It's fixed now. Sorry about that. I lost my domain in extremely vexing circumstances.

Wow really? Amazing 0_0 I feel deeply touched honestly. A lot of the stuff in that game Lily and I came up with together, like, sitting-by-side, so I have really fond associations with it. Some of it we did more on our own, like she designed like the actual geometry of the environments for instance and of course all the 3D models and things; I did things like the code + text corpora that generates the car's thoughts, the behavior of some of the items, other random bits of code, etc. aside from the interface/car behavior (and the bundled music too I guess). The writing was both of us to varying degrees in varying places.

When we last stopped working on it there were a lot of things I still really wanted to implement that I didn't really have the math background for at the time, like a snowboarding item that would display generated "trick names" whenever you left the ground. I really wanted it to track your local axes of rotation separately so it could say things like "360°" or "1080°" appropriately and separately from "Front Flip" or other such things :P but I didn't really know how to decompose the car's transform and extract something like that. Now I do ^^ so I could go back and finish that item.

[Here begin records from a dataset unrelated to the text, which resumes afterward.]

//! A single pty-backed terminal session.

use std::io::{self, Read, Write};
use std::os::fd::RawFd;

use anyhow::{Context, Result};
use parking_lot::Mutex;
use portable_pty::{Child, MasterPty, PtySize};
use tracing::warn;

use super::launcher::LaunchedPty;

/// One client's association with a live pty and child process.
///
/// The session owns every handle to its pty. The raw fd is only valid while
/// the master is alive, which the owning `Arc` guarantees for anyone holding
/// a table snapshot.
pub struct Session {
    pub id: String,
    pub target: String,
    /// Child pid, kept for diagnostics and logging.
    pub pid: u32,
    raw_fd: RawFd,
    master: Mutex<Box<dyn MasterPty + Send>>,
    reader: Mutex<Box<dyn Read + Send>>,
    writer: Mutex<Box<dyn Write + Send>>,
    child: Mutex<Box<dyn Child + Send>>,
}

impl Session {
    pub fn new(id: String, target: String, launched: LaunchedPty) -> Self {
        Self {
            id,
            target,
            pid: launched.pid,
            raw_fd: launched.raw_fd,
            master: Mutex::new(launched.master),
            reader: Mutex::new(launched.reader),
            writer: Mutex::new(launched.writer),
            child: Mutex::new(launched.child),
        }
    }

    /// Master fd for readiness polling.
    pub fn raw_fd(&self) -> RawFd {
        self.raw_fd
    }

    /// Write client keystrokes verbatim to the pty master.
    pub fn write_input(&self, data: &[u8]) -> io::Result<()> {
        let mut writer = self.writer.lock();
        writer.write_all(data)?;
        writer.flush()
    }

    /// Read whatever the pty has available, up to `buf.len()` bytes.
    ///
    /// Only call after a readiness check; the underlying reader blocks.
    pub fn read_chunk(&self, buf: &mut [u8]) -> io::Result<usize> {
        self.reader.lock().read(buf)
    }

    /// Apply new terminal geometry; the child sees the standard
    /// window-size-changed notification.
    pub fn resize(&self, rows: u16, cols: u16) -> Result<()> {
        self.master
            .lock()
            .resize(PtySize {
                rows,
                cols,
                pixel_width: 0,
                pixel_height: 0,
            })
            .context("failed to resize pty")
    }

    pub fn is_alive(&self) -> bool {
        self.child.lock().try_wait().ok().flatten().is_none()
    }

    /// Best-effort kill and reap of the child. Called on every removal path
    /// so torn-down sessions do not leave processes behind.
    pub fn kill(&self) {
        if !self.is_alive() {
            return;
        }
        let mut child = self.child.lock();
        if let Err(e) = child.kill() {
            warn!("[pty:{}] failed to kill child {}: {}", self.id, self.pid, e);
        }
        let _ = child.wait();
    }
}
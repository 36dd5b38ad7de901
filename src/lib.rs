//! dockterm: a web terminal bridge for container exec sessions.
//!
//! Serves an xterm.js page and a WebSocket endpoint. Each connected client
//! gets its own pseudoterminal running an exec-style command against the
//! container it asked for (`docker exec -it <name> bash` by default). A
//! single polling loop multiplexes output from every live pty back to the
//! owning client.

pub mod config;
pub mod error;
pub mod events;
pub mod pty;
pub mod server;
pub mod service;
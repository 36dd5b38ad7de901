//! Wire protocol types and the event sink seam.
//!
//! The session core only talks to the transport through [`EventSink`] and the
//! three inbound [`ClientMessage`] variants, so the WebSocket layer can be
//! swapped without touching the multiplexer.

use serde::{Deserialize, Serialize};

/// Messages from a browser client.
#[derive(Debug, Clone, Deserialize)]
#[serde(tag = "type")]
pub enum ClientMessage {
    /// Request a new terminal into the named container.
    #[serde(rename = "container")]
    Container { container: String },

    /// Keystrokes, written verbatim to the pty master.
    #[serde(rename = "pty-input")]
    PtyInput { input: String },

    /// New terminal geometry.
    #[serde(rename = "resize")]
    Resize { rows: u16, cols: u16 },
}

/// Events emitted to a browser client.
#[derive(Debug, Clone, PartialEq, Eq, Serialize, Deserialize)]
#[serde(tag = "type")]
pub enum ServerEvent {
    /// A chunk of pty output, lossily decoded as UTF-8.
    #[serde(rename = "pty-output")]
    PtyOutput { output: String },
}

/// Terminal notice delivered as a final `pty-output` event when a session's
/// child exits or its pty errors out.
pub const CLOSED_NOTICE: &str = "\r\n[connection closed]\r\n";

/// Delivery primitive the session core uses to reach clients.
///
/// Emitting to a session id with no connected client must be a silent no-op;
/// the pump relies on that when a client vanishes mid-sweep.
pub trait EventSink: Send + Sync {
    fn emit(&self, session_id: &str, event: ServerEvent);
}
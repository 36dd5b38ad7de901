//! Runtime configuration.

use std::net::SocketAddr;
use std::path::PathBuf;
use std::time::Duration;

use clap::Parser;

/// Web terminal bridge for container exec sessions.
#[derive(Parser, Debug, Clone)]
#[command(name = "dockterm", version, about)]
pub struct Config {
    /// Address to listen on
    #[arg(long, env = "DOCKTERM_BIND", default_value = "0.0.0.0:5000")]
    pub bind: SocketAddr,

    /// Maximum number of concurrent terminal sessions
    #[arg(long, env = "DOCKTERM_MAX_SESSIONS", default_value_t = 6)]
    pub max_sessions: usize,

    /// Output pump poll quantum in milliseconds
    #[arg(long, env = "DOCKTERM_POLL_INTERVAL_MS", default_value_t = 10)]
    pub poll_interval_ms: u64,

    /// Maximum bytes read from a pty per poll cycle
    #[arg(long, env = "DOCKTERM_READ_CHUNK_SIZE", default_value_t = 20480)]
    pub read_chunk_size: usize,

    /// Initial pty rows
    #[arg(long, env = "DOCKTERM_INITIAL_ROWS", default_value_t = 50)]
    pub initial_rows: u16,

    /// Initial pty columns
    #[arg(long, env = "DOCKTERM_INITIAL_COLS", default_value_t = 50)]
    pub initial_cols: u16,

    /// Base command the target name and shell are appended to
    #[arg(
        long,
        env = "DOCKTERM_EXEC_COMMAND",
        value_delimiter = ' ',
        default_values_t = ["docker".to_string(), "exec".to_string(), "-it".to_string()]
    )]
    pub exec_command: Vec<String>,

    /// Sub-command run inside the target (the interactive shell)
    #[arg(long, env = "DOCKTERM_SHELL", default_value = "bash")]
    pub shell: String,

    /// Serve the terminal page from this directory instead of the embedded one
    #[arg(long, env = "DOCKTERM_STATIC_DIR")]
    pub static_dir: Option<PathBuf>,
}

impl Config {
    pub fn poll_interval(&self) -> Duration {
        Duration::from_millis(self.poll_interval_ms)
    }
}

impl Default for Config {
    fn default() -> Self {
        Self {
            bind: "0.0.0.0:5000".parse().expect("valid default bind"),
            max_sessions: 6,
            poll_interval_ms: 10,
            read_chunk_size: 20480,
            initial_rows: 50,
            initial_cols: 50,
            exec_command: vec!["docker".into(), "exec".into(), "-it".into()],
            shell: "bash".into(),
            static_dir: None,
        }
    }
}
impl SummarizerConfig {
    /// Resolve every credential's key through `lookup` (normally the process
    /// environment).
    pub fn resolve_credentials<F>(&self, lookup: F) -> Result<Vec<Credential>, ConfigError>
    where
        F: Fn(&str) -> Option<String>,
    {
        self.credentials
            .iter()
            .map(|c| {
                let api_key = lookup(&c.api_key_env)
                    .filter(|k| !k.trim().is_empty())
                    .ok_or_else(|| ConfigError::MissingCredential {
                        label: c.label.clone(),
                        var: c.api_key_env.clone(),
                    })?;
                Ok(Credential {
                    label: c.label.clone(),
                    api_key,
                    instruction: c.instruction.clone().unwrap_or_else(|| self.instruction.clone()),
                })
            })
            .collect()
    }
}

#[derive(Debug, Clone, Deserialize)]
#[serde(default)]
pub struct LabelNames {
    pub positive: String,
    pub negative: String,
    pub neutral: String,
}

impl Default for LabelNames {
    fn default() -> Self {
        Self {
            positive: "POSITIVE".to_string(),
            negative: "NEGATIVE".to_string(),
            neutral: "NEUTRAL".to_string(),
        }
    }
}

#[derive(Debug, Clone, Deserialize)]
#[serde(default)]
pub struct SentimentConfig {
    /// Base URL of the classification server; requests go to `{endpoint}/predict`.
    pub endpoint: String,
    pub labels: LabelNames,
    /// Client-side cap on input length; the server truncates to the model's
    /// token budget on top of this.
    pub max_chars: usize,
    pub request_timeout_secs: u64,
}

impl Default for SentimentConfig {
    fn default() -> Self {
        Self {
            endpoint: "http://localhost:8080".to_string(),
            labels: LabelNames::default(),
            max_chars: 4000,
            request_timeout_secs: 30,
        }
    }
}

#[derive(Debug, Clone, Deserialize)]
#[serde(default)]
pub struct EnrichmentConfig {
    /// Minimum spacing between consecutive outbound summarization calls.
    pub delay_ms: u64,
    /// Summarization is enabled when this section is present.
    pub summarizer: Option<SummarizerConfig>,
    pub sentiment: SentimentConfig,
}

impl Default for EnrichmentConfig {
    fn default() -> Self {
        Self {
            delay_ms: 4000,
            summarizer: None,
            sentiment: SentimentConfig::default(),
        }
    }
}

#[derive(Debug, Clone, Deserialize)]
#[serde(default)]
pub struct OutputConfig {
    pub dir: String,
    pub file_name: String,
    /// Also write the result table as JSON next to the workbook.
    pub json: bool,
}
//! JSON output of a run's results.
//!
//! Writes the whole [`ResultTable`] next to the workbook, with the same file
//! stem and a `.json` extension:
//! ```text
//! output_dir/
//! ├── Sentimentos_das_Noticias.xml
//! └── Sentimentos_das_Noticias.json
//! ```

use crate::aggregate::ResultTable;
use crate::error::ExportError;
use std::path::{Path, PathBuf};
use tokio::fs;
use tracing::{error, info, instrument};

/// JSON path matching a workbook path.
pub fn json_path_for(workbook: &Path) -> PathBuf {
    workbook.with_extension("json")
}

/// Write `table` as pretty-printed JSON to `path`, creating parent
/// directories as needed.
#[instrument(level = "info", skip_all, fields(path = %path.display()))]
pub async fn write_table(table: &ResultTable, path: &Path) -> Result<(), ExportError> {
    let json = serde_json::to_string_pretty(table)?;

    if let Some(dir) = path.parent().filter(|d| !d.as_os_str().is_empty()) {
        if let Err(e) = fs::create_dir_all(dir).await {
            error!(dir = %dir.display(), error = %e, "Failed to create JSON dir");
            return Err(e.into());
        }
    }

    fs::write(path, json).await?;
    info!(queries = table.tables.len(), rows = table.total_rows(), "Wrote JSON results");
    Ok(())
}
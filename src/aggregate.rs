//! Per-query result tables.
//!
//! Each query owns one [`QueryTable`] of parallel columns. Rows go in only
//! through [`Aggregator::push`], which appends to every column at once, so row
//! `i` of every column describes the same article.

use crate::models::{EnrichedArticle, Query};
use serde::{Deserialize, Serialize};
use tracing::debug;

#[derive(Debug, Clone, Default, PartialEq, Serialize, Deserialize)]
pub struct Columns {
    pub titles: Vec<String>,
    pub dates: Vec<String>,
    pub urls: Vec<String>,
    pub positive: Vec<String>,
    pub negative: Vec<String>,
    pub neutral: Vec<String>,
    pub summaries: Vec<Option<String>>,
    pub credentials: Vec<Option<String>>,
}

impl Columns {
    fn push(&mut self, item: &EnrichedArticle) {
        let [positive, negative, neutral] = item.sentiment.percentages();
        self.titles.push(item.article.title().to_string());
        self.dates.push(item.article.published_at().to_string());
        self.urls.push(item.article.source_url().to_string());
        self.positive.push(positive);
        self.negative.push(negative);
        self.neutral.push(neutral);
        self.summaries.push(item.summary.as_ref().map(|s| s.text.clone()));
        self.credentials.push(item.summary.as_ref().and_then(|s| s.credential.clone()));
    }
}

#[derive(Debug, Clone, PartialEq, Serialize, Deserialize)]
pub struct QueryTable {
    pub query: Query,
    columns: Columns,
}

impl QueryTable {
    fn new(query: Query) -> Self {
        Self {
            query,
            columns: Columns::default(),
        }
    }

    pub fn columns(&self) -> &Columns {
        &self.columns
    }

    pub fn len(&self) -> usize {
        self.columns.titles.len()
    }

    pub fn is_empty(&self) -> bool {
        self.len() == 0
    }

    /// Whether any row carries a summary (successful or not).
    pub fn has_summaries(&self) -> bool {
        self.columns.summaries.iter().any(Option::is_some)
    }
}

/// All query tables of a run, in query order.
#[derive(Debug, Clone, Default, PartialEq, Serialize, Deserialize)]
pub struct ResultTable {
    pub tables: Vec<QueryTable>,
}

impl ResultTable {
    pub fn total_rows(&self) -> usize {
        self.tables.iter().map(QueryTable::len).sum()
    }

    pub fn get(&self, query: &Query) -> Option<&QueryTable> {
        self.tables.iter().find(|t| &t.query == query)
    }
}

/// Builds a [`ResultTable`]; consumed by [`Aggregator::finish`].
#[derive(Debug, Default)]
pub struct Aggregator {
    table: ResultTable,
}

impl Aggregator {
    pub fn new() -> Self {
        Self::default()
    }

    /// Make sure `query` has a table, even if it never gets a row.
    pub fn begin_query(&mut self, query: &Query) {
        if self.table.get(query).is_none() {
            self.table.tables.push(QueryTable::new(query.clone()));
        }
    }

    pub fn push(&mut self, query: &Query, item: &EnrichedArticle) {
        self.begin_query(query);
        if let Some(table) = self.table.tables.iter_mut().find(|t| &t.query == query) {
            table.columns.push(item);
            debug!(%query, rows = table.len(), "Row appended");
        }
    }

    pub fn finish(self) -> ResultTable {
        self.table
    }
}

#[cfg(test)]
mod tests {
    use super::*;
    use crate::models::{Article, PublishedAt, SentimentScore, Summary};

    fn enriched(title: &str, summary: Option<Summary>) -> EnrichedArticle {
        EnrichedArticle {
            article: Article::new(
                title,
                PublishedAt::Raw("01/07/2024 10:00".into()),
                "Corpo.",
                format!("https://g1.globo.com/{title}"),
            )
            .unwrap(),
            source: "g1".into(),
            summary,
            sentiment: SentimentScore::from_probabilities(0.75, 0.1, 0.15).unwrap(),
        }
    }

    #[test]
    fn test_columns_stay_aligned() {
        let q = Query::new("ELON MUSK");
        let mut agg = Aggregator::new();
        agg.begin_query(&q);
        agg.push(&q, &enriched("a", None));
        agg.push(
            &q,
            &enriched(
                "b",
                Some(Summary {
                    text: "Resumo b".into(),
                    credential: Some("A".into()),
                }),
            ),
        );
        agg.push(&q, &enriched("c", Some(Summary::unavailable(Some("B".into())))));

        let table = agg.finish();
        let t = table.get(&q).unwrap();
        let c = t.columns();
        assert_eq!(t.len(), 3);
        for len in [
            c.dates.len(),
            c.urls.len(),
            c.positive.len(),
            c.negative.len(),
            c.neutral.len(),
            c.summaries.len(),
            c.credentials.len(),
        ] {
            assert_eq!(len, 3);
        }
        assert_eq!(c.titles[1], "b");
        assert_eq!(c.urls[1], "https://g1.globo.com/b");
        assert_eq!(c.summaries[1].as_deref(), Some("Resumo b"));
        assert_eq!(c.credentials[2].as_deref(), Some("B"));
        assert_eq!(c.summaries[0], None);
        assert_eq!(c.positive[2], "75.0%");
        assert!(t.has_summaries());
    }

    #[test]
    fn test_every_query_gets_a_table_in_order() {
        let mut agg = Aggregator::new();
        let q1 = Query::new("LULA");
        let q2 = Query::new("ELON MUSK");
        agg.begin_query(&q1);
        agg.begin_query(&q2);
        agg.begin_query(&q1);
        agg.push(&q2, &enriched("x", None));

        let table = agg.finish();
        assert_eq!(table.tables.len(), 2);
        assert_eq!(table.tables[0].query, q1);
        assert!(table.tables[0].is_empty());
        assert!(!table.tables[0].has_summaries());
        assert_eq!(table.total_rows(), 1);
    }
}
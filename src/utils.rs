//! Utility functions for text cleanup, string manipulation, and file system operations.
//!
//! This module provides helper functions used throughout the application:
//! - Whitespace normalization and character-safe clipping of scraped text
//! - String truncation for logging
//! - Worksheet name sanitization for the spreadsheet exporter
//! - File system validation for the output directory

use once_cell::sync::Lazy;
use regex::Regex;
use std::error::Error;
use std::fs as stdfs;
use tokio::fs;
use tracing::{info, instrument};

static WHITESPACE: Lazy<Regex> = Lazy::new(|| Regex::new(r"\s+").unwrap());

/// Collapse every run of whitespace into a single space and trim the ends.
///
/// # Examples
///
/// ```ignore
/// assert_eq!(normalize_whitespace("  Hello \n\t world. "), "Hello world.");
/// ```
pub fn normalize_whitespace(s: &str) -> String {
    WHITESPACE.replace_all(s.trim(), " ").into_owned()
}

/// Keep at most `max` characters of `s`, never splitting a code point.
pub fn clip_chars(s: &str, max: usize) -> String {
    match s.char_indices().nth(max) {
        Some((byte_idx, _)) => s[..byte_idx].to_string(),
        None => s.to_string(),
    }
}

/// Truncate a string for logging purposes.
///
/// Long strings are truncated to `max` characters with an ellipsis and
/// byte count indicator appended.
///
/// # Examples
///
/// ```ignore
/// assert_eq!(truncate_for_log("short", 100), "short");
/// assert_eq!(truncate_for_log(&"a".repeat(500), 10), "aaaaaaaaaa…(+490 bytes)");
/// ```
pub fn truncate_for_log(s: &str, max: usize) -> String {
    let clipped = clip_chars(s, max);
    if clipped.len() == s.len() {
        s.to_string()
    } else {
        format!("{}…(+{} bytes)", clipped, s.len() - clipped.len())
    }
}

/// Turn a query into a valid worksheet name.
///
/// Spreadsheet applications reject `[ ] : * ? / \` in sheet names and cap
/// them at 31 characters. Blank results fall back to `"Sheet"`.
pub fn sanitize_sheet_name(name: &str) -> String {
    let cleaned: String = name
        .chars()
        .filter(|c| !matches!(c, '[' | ']' | ':' | '*' | '?' | '/' | '\\'))
        .collect();
    let cleaned = clip_chars(cleaned.trim(), 31);
    let cleaned = cleaned.trim().trim_matches('\'').to_string();
    if cleaned.is_empty() {
        "Sheet".to_string()
    } else {
        cleaned
    }
}

/// Ensure a directory exists and is writable.
///
/// This function creates the directory if it doesn't exist, then performs
/// a write test by creating and immediately deleting a probe file.
///
/// # Errors
///
/// Returns an error if:
/// - The directory cannot be created
/// - The directory is not writable (permission denied, read-only filesystem, etc.)
#[instrument(level = "info", skip_all, fields(path = %path))]
pub async fn ensure_writable_dir(path: &str) -> Result<(), Box<dyn Error>> {
    if let Err(e) = fs::create_dir_all(path).await {
        return Err(Box::new(e));
    }
    let probe_path = format!("{}/..__probe_write__", path.trim_end_matches('/'));
    match stdfs::File::create(&probe_path) {
        Ok(_) => {
            let _ = stdfs::remove_file(&probe_path);
            info!("Output directory is writable");
            Ok(())
        }
        Err(e) => Err(Box::new(e)),
    }
}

I also wanted to add a pinball machine in the sky you could drop the car into and then have the camera zoom out and fix on the pinbal machine and have the controls change so that you can play pinball with the car as long as you can keep it in the machine. I wasn't sure how to make that work either and I'm pretty sure I do now. etc. I also want to add a ton of speakers in the world playing short music loops you can pick up and carry around with you and have them sync up with each other if you want and things, and I've gotten faster at making short loops recently so it seems more feasible than it did to me back then. Lily and I talk kind of often about going back to work on it. It's nice to hear that there's someone out there who likes it that much ^^ makes me want to make it more of a priority.

By the way I'm almost done with updates ;^^ they've been something of a project because I went like three months without running them which is way too long. I think they're basically done now though aside from some housekeeping and things. (I feel obligated to note that Linux on the desktop isn't always this involved to maintain, just Gentoo specifically. ;^^ ) I'll let you know what happens once it's all totally done.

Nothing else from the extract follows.